Dopo aver frequentato la Scuola del Corallo di Torre del Greco e l’Accademia di Belle Arti a Napoli, e dopo numerosi viaggi, all’inizio degli anni Cinquanta Salvatore Emblema (Terzigno, 1929-2006) si stabilisce a Roma dove, nel 1954, tiene la sua prima mostra alla Galleria San Marco. Si trasferisce per alcuni anni negli Stati Uniti, dove conosce uno dei più importanti esponenti dell’Espressionismo Astratto americano, Mark Rothko, il cui linguaggio pittorico, caratterizzato da un’estrema sintesi cromatica e lirica, esercita su Emblema un’influenza profonda. Tornato in Italia alla fine del decennio, alla metà degli anni Sessanta conosce il critico Giulio Carlo Argan, che contribuirà alla definizione e all’analisi del concetto di “Trasparenza”, fulcro della ricerca dell’artista.
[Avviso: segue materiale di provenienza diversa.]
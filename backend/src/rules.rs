//! Simulation rules
//!
//! Constants that drive delivery estimation and per-order economics. The
//! defaults are the company's operating rules; a different rule set can be
//! supplied per simulator (the CLI reads one from a JSON file).
//!
//! Monetary values are rupees, durations are minutes unless named otherwise.

use crate::orchestrator::SimulationError;
use serde::{Deserialize, Serialize};

/// Delivery and cost rules applied to every order of a run
///
/// # Example
/// ```
/// use delivery_simulator_core_rs::SimulationRules;
///
/// let rules: SimulationRules = serde_json::from_str(r#"{"late_penalty": 75.0}"#).unwrap();
/// assert_eq!(rules.late_penalty, 75.0);
/// assert_eq!(rules.grace_minutes, 10.0); // everything else keeps its default
/// ```
#[derive(Debug, Clone, PartialEq, Serialize, Deserialize)]
#[serde(default)]
pub struct SimulationRules {
    /// Drivers with more cumulative hours than this are fatigued
    pub fatigue_threshold_hours: f64,

    /// Factor applied to a route's base time for a fatigued driver
    pub fatigue_multiplier: f64,

    /// Minutes over base time still counted as on time
    pub grace_minutes: f64,

    /// Flat penalty for a late delivery
    pub late_penalty: f64,

    /// Orders strictly above this value earn a bonus when on time
    pub high_value_threshold: f64,

    /// Bonus as a fraction of order value
    pub high_value_bonus_rate: f64,

    /// Fuel cost per kilometre on every route
    pub fuel_cost_per_km: f64,

    /// Extra fuel cost per kilometre on High traffic routes
    pub high_traffic_surcharge_per_km: f64,
}

impl Default for SimulationRules {
    fn default() -> Self {
        Self {
            fatigue_threshold_hours: 8.0,
            fatigue_multiplier: 1.3,
            grace_minutes: 10.0,
            late_penalty: 50.0,
            high_value_threshold: 1000.0,
            high_value_bonus_rate: 0.1,
            fuel_cost_per_km: 5.0,
            high_traffic_surcharge_per_km: 2.0,
        }
    }
}

impl SimulationRules {
    /// Reject rule sets that would make the economics meaningless
    pub fn validate(&self) -> Result<(), SimulationError> {
        let fields = [
            ("fatigue_threshold_hours", self.fatigue_threshold_hours),
            ("fatigue_multiplier", self.fatigue_multiplier),
            ("grace_minutes", self.grace_minutes),
            ("late_penalty", self.late_penalty),
            ("high_value_threshold", self.high_value_threshold),
            ("high_value_bonus_rate", self.high_value_bonus_rate),
            ("fuel_cost_per_km", self.fuel_cost_per_km),
            ("high_traffic_surcharge_per_km", self.high_traffic_surcharge_per_km),
        ];
        for (name, value) in fields {
            if !value.is_finite() || value < 0.0 {
                return Err(SimulationError::validation(
                    format!("rules.{name}"),
                    format!("must be a finite, non-negative number, got {value}"),
                ));
            }
        }
        if self.fatigue_multiplier < 1.0 {
            return Err(SimulationError::validation(
                "rules.fatigue_multiplier",
                "must be at least 1.0",
            ));
        }
        Ok(())
    }
}
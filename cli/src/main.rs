use anyhow::{Context, Result};
use clap::{arg, ArgMatches, Command};
use delivery_simulator_core_rs::{
    ErrorClass, JsonFileStore, RecordStore, SimulationError, SimulationRequest, SimulationRules,
    Simulator,
};
use std::{
    fs,
    path::{Path, PathBuf},
    process::ExitCode,
};
use tracing_subscriber::EnvFilter;

fn cli() -> Command {
    Command::new("fleet-sim")
        .about("Simulates delivery fleet allocation and economics")
        .subcommand_required(true)
        .arg_required_else_help(true)
        .subcommand(
            Command::new("simulate")
                .about("Runs a simulation and writes final driver hours back to the dataset")
                .arg(
                    arg!(<DATA> "Path to the dataset json file")
                        .value_parser(clap::value_parser!(PathBuf)),
                )
                .arg(
                    arg!(--drivers [N] "Number of drivers to use")
                        .value_parser(clap::value_parser!(f64)),
                )
                .arg(arg!(--"start-time" [HHMM] "Shift start time, HH:MM"))
                .arg(
                    arg!(--"max-hours" [HOURS] "Per-driver hour cap, 0 < hours <= 24")
                        .value_parser(clap::value_parser!(f64)),
                )
                .arg(
                    arg!(--rules [PATH] "Optional rules json file")
                        .value_parser(clap::value_parser!(PathBuf)),
                )
                .arg(arg!(--"dry-run" "Compute KPIs without writing driver hours")),
        )
        .subcommand(
            Command::new("validate")
                .about("Loads every record of a dataset and reports counts")
                .arg(
                    arg!(<DATA> "Path to the dataset json file")
                        .value_parser(clap::value_parser!(PathBuf)),
                ),
        )
}

fn main() -> ExitCode {
    tracing_subscriber::fmt()
        .with_env_filter(
            EnvFilter::try_from_default_env().unwrap_or_else(|_| EnvFilter::new("info")),
        )
        .with_writer(std::io::stderr)
        .init();

    let matches = cli().get_matches();
    let outcome = match matches.subcommand() {
        Some(("simulate", sub)) => simulate(sub),
        Some(("validate", sub)) => validate(sub).map_err(Failure::Other),
        _ => unreachable!("subcommand required"),
    };

    match outcome {
        Ok(()) => ExitCode::SUCCESS,
        Err(Failure::Simulation(err)) => {
            let body = serde_json::to_string_pretty(&err.to_response())
                .unwrap_or_else(|_| format!("{{\"error\": \"{}\"}}", err));
            println!("{body}");
            ExitCode::from(exit_code(err.class()))
        }
        Err(Failure::Other(err)) => {
            eprintln!("Error: {err:#}");
            ExitCode::FAILURE
        }
    }
}

fn exit_code(class: ErrorClass) -> u8 {
    match class {
        ErrorClass::BadRequest => 2,
        ErrorClass::NotFound => 3,
        ErrorClass::Internal => 1,
    }
}

enum Failure {
    Simulation(SimulationError),
    Other(anyhow::Error),
}

fn simulate(matches: &ArgMatches) -> Result<(), Failure> {
    let request = SimulationRequest {
        drivers: matches.get_one::<f64>("drivers").copied(),
        start_time: matches.get_one::<String>("start-time").cloned(),
        max_hours: matches.get_one::<f64>("max-hours").copied(),
    };
    // Reject bad parameters before touching the dataset
    request.validate().map_err(Failure::Simulation)?;

    let rules = match matches.get_one::<PathBuf>("rules") {
        Some(path) => load_rules(path).map_err(Failure::Other)?,
        None => SimulationRules::default(),
    };

    let data = matches
        .get_one::<PathBuf>("DATA")
        .ok_or_else(|| Failure::Other(anyhow::anyhow!("DATA is required")))?;
    let store = JsonFileStore::open(data).map_err(|e| Failure::Simulation(e.into()))?;
    tracing::debug!(path = %data.display(), "dataset opened");
    let simulator = Simulator::with_rules(store, rules).map_err(Failure::Simulation)?;

    let report = if matches.get_flag("dry-run") {
        simulator.preview(&request)
    } else {
        simulator.run(&request)
    }
    .map_err(Failure::Simulation)?;

    let body = serde_json::to_string_pretty(&report.result)
        .map_err(|e| Failure::Other(e.into()))?;
    println!("{body}");
    Ok(())
}

fn load_rules(path: &Path) -> Result<SimulationRules> {
    let text = fs::read_to_string(path)
        .with_context(|| format!("Failed to read rules file {}", path.display()))?;
    serde_json::from_str(&text)
        .with_context(|| format!("Failed to parse rules file {}", path.display()))
}

fn validate(matches: &ArgMatches) -> Result<()> {
    let data = matches
        .get_one::<PathBuf>("DATA")
        .context("DATA is required")?;
    let store = JsonFileStore::open(data)?;
    let orders = store.fetch_orders()?;
    let drivers = store.fetch_drivers()?;
    let routes = store.fetch_routes()?;
    println!(
        "{}",
        serde_json::json!({
            "orders": orders.len(),
            "drivers": drivers.len(),
            "routes": routes.len(),
        })
    );
    Ok(())
}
Gli anni Settanta sono contrassegnati da numerose mostre, fra cui le personali in varie sedi istituzionali, tra cui Villa Pignatelli a Napoli e Palazzo dei Diamanti a Ferrara, a cura di Palma Bucarelli. Nel 1980 e nel 1982 partecipa alla Biennale di Venezia, e nel 1985 una sua personale è presentata presso il Palazzo Reale di Napoli. L’ostilità dell’ambiente accademico napoletano e il polemico dibattito artistico contemporaneo spingono l’artista a ritirarsi presso la sua Villa di Terzigno, alle falde del Vesuvio. Negli ultimi anni la figura e la ricerca artistica di Emblema, fra i più singolari esponenti italiani della ricerca pittorica nell’ambito dell’astrazione, sono tornate ad essere oggetto di riflessione da parte della critica.
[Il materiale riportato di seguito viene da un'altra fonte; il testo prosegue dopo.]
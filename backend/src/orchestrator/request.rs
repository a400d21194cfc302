//! Simulation request
//!
//! A request carries three parameters: how many drivers to use, the shift
//! start time and the per-driver hour cap. Every field is checked before
//! any data is fetched; the first offending field is named in the error.

use crate::core::StartTime;
use crate::orchestrator::SimulationError;
use serde::{Deserialize, Serialize};
use serde_json::Value;

/// Raw request as received from a caller
///
/// Fields are optional so that a missing field is reported the same way
/// as a malformed one.
#[derive(Debug, Clone, Default, PartialEq, Serialize, Deserialize)]
#[serde(rename_all = "camelCase", default)]
pub struct SimulationRequest {
    /// Number of drivers to use; a positive integer
    pub drivers: Option<f64>,

    /// Shift start, `HH:MM`
    pub start_time: Option<String>,

    /// Per-driver hour cap, `0 < max_hours <= 24`
    pub max_hours: Option<f64>,
}

/// Parameters of a request that passed validation
#[derive(Debug, Clone, Copy, PartialEq)]
pub struct RunParameters {
    pub drivers: usize,
    pub start_time: StartTime,
    pub max_hours: f64,
}

impl SimulationRequest {
    pub fn new(drivers: usize, start_time: impl Into<String>, max_hours: f64) -> Self {
        Self {
            drivers: Some(drivers as f64),
            start_time: Some(start_time.into()),
            max_hours: Some(max_hours),
        }
    }

    /// Read a request from an arbitrary JSON body.
    ///
    /// Unlike plain deserialization, a field of the wrong JSON type is
    /// reported as a validation error naming that field.
    ///
    /// # Example
    /// ```
    /// use delivery_simulator_core_rs::SimulationRequest;
    /// use serde_json::json;
    ///
    /// let body = json!({"drivers": 3, "startTime": "09:00", "maxHours": 8});
    /// let params = SimulationRequest::from_json(&body).unwrap().validate().unwrap();
    /// assert_eq!(params.drivers, 3);
    ///
    /// let err = SimulationRequest::from_json(&json!({"drivers": "3"})).unwrap_err();
    /// assert_eq!(err.field(), Some("drivers"));
    /// ```
    pub fn from_json(body: &Value) -> Result<Self, SimulationError> {
        let Some(object) = body.as_object() else {
            return Err(SimulationError::validation("body", "request body must be a JSON object"));
        };

        let number = |field: &str, message: &str| -> Result<Option<f64>, SimulationError> {
            match object.get(field) {
                None | Some(Value::Null) => Ok(None),
                Some(value) => value
                    .as_f64()
                    .map(Some)
                    .ok_or_else(|| SimulationError::validation(field, message)),
            }
        };

        let drivers = number("drivers", DRIVERS_MESSAGE)?;
        let start_time = match object.get("startTime") {
            None | Some(Value::Null) => None,
            Some(Value::String(s)) => Some(s.clone()),
            Some(_) => return Err(SimulationError::validation("startTime", START_TIME_MESSAGE)),
        };
        let max_hours = number("maxHours", MAX_HOURS_MESSAGE)?;

        Ok(Self {
            drivers,
            start_time,
            max_hours,
        })
    }

    /// Check every field, in order `drivers`, `startTime`, `maxHours`
    pub fn validate(&self) -> Result<RunParameters, SimulationError> {
        let drivers = match self.drivers {
            Some(d) if d.is_finite() && d.fract() == 0.0 && d > 0.0 && d <= usize::MAX as f64 => {
                d as usize
            }
            _ => return Err(SimulationError::validation("drivers", DRIVERS_MESSAGE)),
        };

        let start_time = self
            .start_time
            .as_deref()
            .and_then(|s| s.parse::<StartTime>().ok())
            .ok_or_else(|| SimulationError::validation("startTime", START_TIME_MESSAGE))?;

        let max_hours = match self.max_hours {
            Some(h) if h.is_finite() && h > 0.0 && h <= 24.0 => h,
            _ => return Err(SimulationError::validation("maxHours", MAX_HOURS_MESSAGE)),
        };

        Ok(RunParameters {
            drivers,
            start_time,
            max_hours,
        })
    }
}

const DRIVERS_MESSAGE: &str = "must be a positive integer";
const START_TIME_MESSAGE: &str = "must be in HH:MM format";
const MAX_HOURS_MESSAGE: &str = "must be greater than 0 and at most 24";

#[cfg(test)]
mod tests {
    use super::*;
    use serde_json::json;

    fn field_of(request: SimulationRequest) -> Option<String> {
        request.validate().err().and_then(|e| e.field().map(str::to_string))
    }

    #[test]
    fn test_valid_request() {
        let params = SimulationRequest::new(4, "08:30", 24.0).validate().unwrap();
        assert_eq!(params.drivers, 4);
        assert_eq!(params.start_time.to_string(), "08:30");
        assert_eq!(params.max_hours, 24.0);
    }

    #[test]
    fn test_drivers_must_be_positive_integer() {
        for drivers in [None, Some(0.0), Some(-2.0), Some(2.5), Some(f64::NAN)] {
            let request = SimulationRequest {
                drivers,
                ..SimulationRequest::new(1, "08:00", 8.0)
            };
            assert_eq!(field_of(request).as_deref(), Some("drivers"));
        }
    }

    #[test]
    fn test_start_time_shape() {
        let request = SimulationRequest::new(1, "8:00", 8.0);
        assert_eq!(field_of(request).as_deref(), Some("startTime"));

        let request = SimulationRequest {
            start_time: None,
            ..SimulationRequest::new(1, "08:00", 8.0)
        };
        assert_eq!(field_of(request).as_deref(), Some("startTime"));
    }

    #[test]
    fn test_max_hours_range() {
        for max_hours in [0.0, -1.0, 24.01, f64::INFINITY] {
            let request = SimulationRequest::new(1, "08:00", max_hours);
            assert_eq!(field_of(request).as_deref(), Some("maxHours"));
        }
        assert!(SimulationRequest::new(1, "08:00", 0.5).validate().is_ok());
    }

    #[test]
    fn test_first_bad_field_wins() {
        let request = SimulationRequest {
            drivers: Some(0.0),
            start_time: Some("bad".to_string()),
            max_hours: Some(99.0),
        };
        assert_eq!(field_of(request).as_deref(), Some("drivers"));
    }

    #[test]
    fn test_from_json_type_errors_name_field() {
        let err = SimulationRequest::from_json(&json!({"drivers": 2, "startTime": 900})).unwrap_err();
        assert_eq!(err.field(), Some("startTime"));

        let err = SimulationRequest::from_json(&json!({"maxHours": "8"})).unwrap_err();
        assert_eq!(err.field(), Some("maxHours"));

        let err = SimulationRequest::from_json(&json!([1, 2])).unwrap_err();
        assert_eq!(err.field(), Some("body"));
    }

    #[test]
    fn test_from_json_missing_fields_fail_validation() {
        let request = SimulationRequest::from_json(&json!({})).unwrap();
        assert_eq!(field_of(request).as_deref(), Some("drivers"));
    }
}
L’opera entrata nel 2016, in donazione, nella collezione del Madre (Senza titolo, 1969), ha alcuni possibili titoli alternativi che ne indicano struttura, processo di composizione, effetto percettivo: Sfilato, Detessitura, Trasparente. Essa appartiene al primo ciclo di opere in cui l’artista focalizza la sua attenzione sul concetto di “Trasparenza”, evocata dalla relazione equilibrata fra trama e ordito del ruvido materiale tessile, dall’assenza di ogni intervento pittorico e da una composizione formale affidata solo all’effetto percettivo che si crea tra superficie in juta, telaio in legno e muro retrostante all’opera. La croce definita dalle assi del telaio, così come le chiavi di tensione del telaio, visibili dietro le sfilature perimetrali, divengono parte integrante della struttura, al contempo oggettiva e simbolica, dell’opera, che tende a stondare gli angoli, sfumare i limiti, alleggerire la consistenza.
La paziente, lenta, manuale de-tessitura (termine coniato da Bucarelli) della superficie pittorica consiste per Emblema in un processo, pratico e allo stesso tempo conoscitivo, di sottrazione selettiva dei fili di trama e ordito della tela, procedendo per pattern geometrici (rette, ortogonali, false diagonali), fino ad ottenere il passaggio della luce attraverso la superficie del quadro e la formazione di ombre sul muro retrostante, con effetti di trasparenza variabile che svelano la spazialità interna della materia prima della pittura stessa per Emblema: la tela, e ciò che esiste intorno ad essa, la luce, lo spazio, il tempo.
Scrive l’artista: “Che cos’è la trasparenza allora, se non il tentativo di eliminare ogni corpo opaco che si metta in mezzo tra i nostri occhi e la luce? Per secoli lo spazio dietro al quadro è stato uno spazio morto. Era necessario far vivere quello spazio, perché è là che la verità aspetta di essere scoperta, ancora ed ancora. Raggiungere L’Altro Spazio, andare alla Luce, è un problema fondamentale per tutti i pittori, come per gli amanti. Ma la pittura si è sempre fatta su un cosa (il quadro) che ne nascondeva un’altra (il muro). I corpi degli amanti invece, quelli, non si nascondono mai, nemmeno quando si coprono l’un l’altro. Di cos’è fatto il Cielo? Di niente! Di che colore è il Cielo? Nessuno! Il Cielo è Vuoto e Trasparente. Eppure d’Azzurro sostiene le Nuvole”.